[Stored data]
---
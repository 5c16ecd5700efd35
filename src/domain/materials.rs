//! Material definitions - identities, per-material properties and movement
//! policies.
//!
//! Materials are plain u8 ids indexing a static property table; dispatch is
//! a table lookup, not virtual methods, and a material's behavior is fully
//! described by its ordered candidate groups. A cell and its grid slot are
//! the same thing - there is no particle object to fall out of sync with
//! the lattice.

pub type MaterialId = u8;

pub const MAT_EMPTY: MaterialId = 0;
pub const MAT_SAND: MaterialId = 1;
pub const MAT_WATER: MaterialId = 2;
pub const MAT_STONE: MaterialId = 3;

pub const MATERIAL_COUNT: usize = 4;

/// One step of a movement policy, tried in table order.
#[derive(Debug, Clone, Copy, PartialEq, Eq)]
pub enum CandidateGroup {
    /// Straight down, extended by the cell's accumulated velocity.
    Fall,
    /// A mirrored pair `(+dx, dy)` / `(-dx, dy)`, tried in coin-flip order
    /// per cell per tick.
    Mirrored { dx: i32, dy: i32 },
}

/// Movement policy for one material.
#[derive(Debug)]
pub struct MovementPolicy {
    /// Candidate groups in priority order. Empty means the material never
    /// moves.
    pub candidates: &'static [CandidateGroup],
    /// Whether the material accumulates fall velocity each tick.
    pub gravity: bool,
    /// Velocity assigned on insert, on a sideways move, and whenever the
    /// cell is blocked.
    pub base_fall_speed: f32,
}

/// Static per-material properties.
#[derive(Debug)]
pub struct MaterialProps {
    pub name: &'static str,
    /// Default brush radius; settings may override it.
    pub brush_radius: i32,
    pub policy: MovementPolicy,
}

pub const MATERIAL_DATA: [MaterialProps; MATERIAL_COUNT] = [
    MaterialProps {
        name: "empty",
        brush_radius: 0,
        policy: MovementPolicy {
            candidates: &[],
            gravity: false,
            base_fall_speed: 0.0,
        },
    },
    MaterialProps {
        name: "sand",
        brush_radius: 6,
        policy: MovementPolicy {
            candidates: &[
                CandidateGroup::Fall,
                CandidateGroup::Mirrored { dx: 1, dy: 1 },
            ],
            gravity: true,
            base_fall_speed: 1.0,
        },
    },
    MaterialProps {
        name: "water",
        brush_radius: 5,
        policy: MovementPolicy {
            candidates: &[
                CandidateGroup::Fall,
                CandidateGroup::Mirrored { dx: 1, dy: 0 },
            ],
            gravity: true,
            base_fall_speed: 1.0,
        },
    },
    MaterialProps {
        name: "stone",
        brush_radius: 4,
        policy: MovementPolicy {
            candidates: &[],
            gravity: false,
            base_fall_speed: 0.0,
        },
    },
];

#[inline]
pub fn is_valid_material_id(id: MaterialId) -> bool {
    (id as usize) < MATERIAL_COUNT
}

#[inline]
pub fn is_particle(id: MaterialId) -> bool {
    id != MAT_EMPTY && is_valid_material_id(id)
}

#[inline]
pub fn props(id: MaterialId) -> Option<&'static MaterialProps> {
    MATERIAL_DATA.get(id as usize)
}

/// Movement policy lookup. An unknown id maps to the immobile empty policy;
/// callers validate ids at the edit boundary, so this only matters for
/// defensive reads.
#[inline]
pub fn rule_for(id: MaterialId) -> &'static MovementPolicy {
    debug_assert!(is_valid_material_id(id));
    match MATERIAL_DATA.get(id as usize) {
        Some(props) => &props.policy,
        None => &MATERIAL_DATA[MAT_EMPTY as usize].policy,
    }
}

/// True for materials whose candidate list is non-empty.
#[inline]
pub fn is_mobile(id: MaterialId) -> bool {
    !rule_for(id).candidates.is_empty()
}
---
AIM OF THE TASK: Please copy out each entry exactly as it appears above.

SOLUTION TO THIS TASK:
repository 5c16ecd5700efd35
filename src/domain/materials.rs
//! Material definitions - identities, per-material properties and movement
//! policies.
//!
//! Materials are plain u8 ids indexing a static property table; dispatch is
//! a table lookup, not virtual methods, and a material's behavior is fully
//! described by its ordered candidate groups. A cell and its grid slot are
//! the same thing - there is no particle object to fall out of sync with
//! the lattice.

pub type MaterialId = u8;

pub const MAT_EMPTY: MaterialId = 0;
pub const MAT_SAND: MaterialId = 1;
pub const MAT_WATER: MaterialId = 2;
pub const MAT_STONE: MaterialId = 3;

pub const MATERIAL_COUNT: usize = 4;

/// One step of a movement policy, tried in table order.
#[derive(Debug, Clone, Copy, PartialEq, Eq)]
pub enum CandidateGroup {
    /// Straight down, extended by the cell's accumulated velocity.
    Fall,
    /// A mirrored pair `(+dx, dy)` / `(-dx, dy)`, tried in coin-flip order
    /// per cell per tick.
    Mirrored { dx: i32, dy: i32 },
}

/// Movement policy for one material.
#[derive(Debug)]
pub struct MovementPolicy {
    /// Candidate groups in priority order. Empty means the material never
    /// moves.
    pub candidates: &'static [CandidateGroup],
    /// Whether the material accumulates fall velocity each tick.
    pub gravity: bool,
    /// Velocity assigned on insert, on a sideways move, and whenever the
    /// cell is blocked.
    pub base_fall_speed: f32,
}

/// Static per-material properties.
#[derive(Debug)]
pub struct MaterialProps {
    pub name: &'static str,
    /// Default brush radius; settings may override it.
    pub brush_radius: i32,
    pub policy: MovementPolicy,
}

pub const MATERIAL_DATA: [MaterialProps; MATERIAL_COUNT] = [
    MaterialProps {
        name: "empty",
        brush_radius: 0,
        policy: MovementPolicy {
            candidates: &[],
            gravity: false,
            base_fall_speed: 0.0,
        },
    },
    MaterialProps {
        name: "sand",
        brush_radius: 6,
        policy: MovementPolicy {
            candidates: &[
                CandidateGroup::Fall,
                CandidateGroup::Mirrored { dx: 1, dy: 1 },
            ],
            gravity: true,
            base_fall_speed: 1.0,
        },
    },
    MaterialProps {
        name: "water",
        brush_radius: 5,
        policy: MovementPolicy {
            candidates: &[
                CandidateGroup::Fall,
                CandidateGroup::Mirrored { dx: 1, dy: 0 },
            ],
            gravity: true,
            base_fall_speed: 1.0,
        },
    },
    MaterialProps {
        name: "stone",
        brush_radius: 4,
        policy: MovementPolicy {
            candidates: &[],
            gravity: false,
            base_fall_speed: 0.0,
        },
    },
];

#[inline]
pub fn is_valid_material_id(id: MaterialId) -> bool {
    (id as usize) < MATERIAL_COUNT
}

#[inline]
pub fn is_particle(id: MaterialId) -> bool {
    id != MAT_EMPTY && is_valid_material_id(id)
}

#[inline]
pub fn props(id: MaterialId) -> Option<&'static MaterialProps> {
    MATERIAL_DATA.get(id as usize)
}

/// Movement policy lookup. An unknown id maps to the immobile empty policy;
/// callers validate ids at the edit boundary, so this only matters for
/// defensive reads.
#[inline]
pub fn rule_for(id: MaterialId) -> &'static MovementPolicy {
    debug_assert!(is_valid_material_id(id));
    match MATERIAL_DATA.get(id as usize) {
        Some(props) => &props.policy,
        None => &MATERIAL_DATA[MAT_EMPTY as usize].policy,
    }
}

/// True for materials whose candidate list is non-empty.
#[inline]
pub fn is_mobile(id: MaterialId) -> bool {
    !rule_for(id).candidates.is_empty()
}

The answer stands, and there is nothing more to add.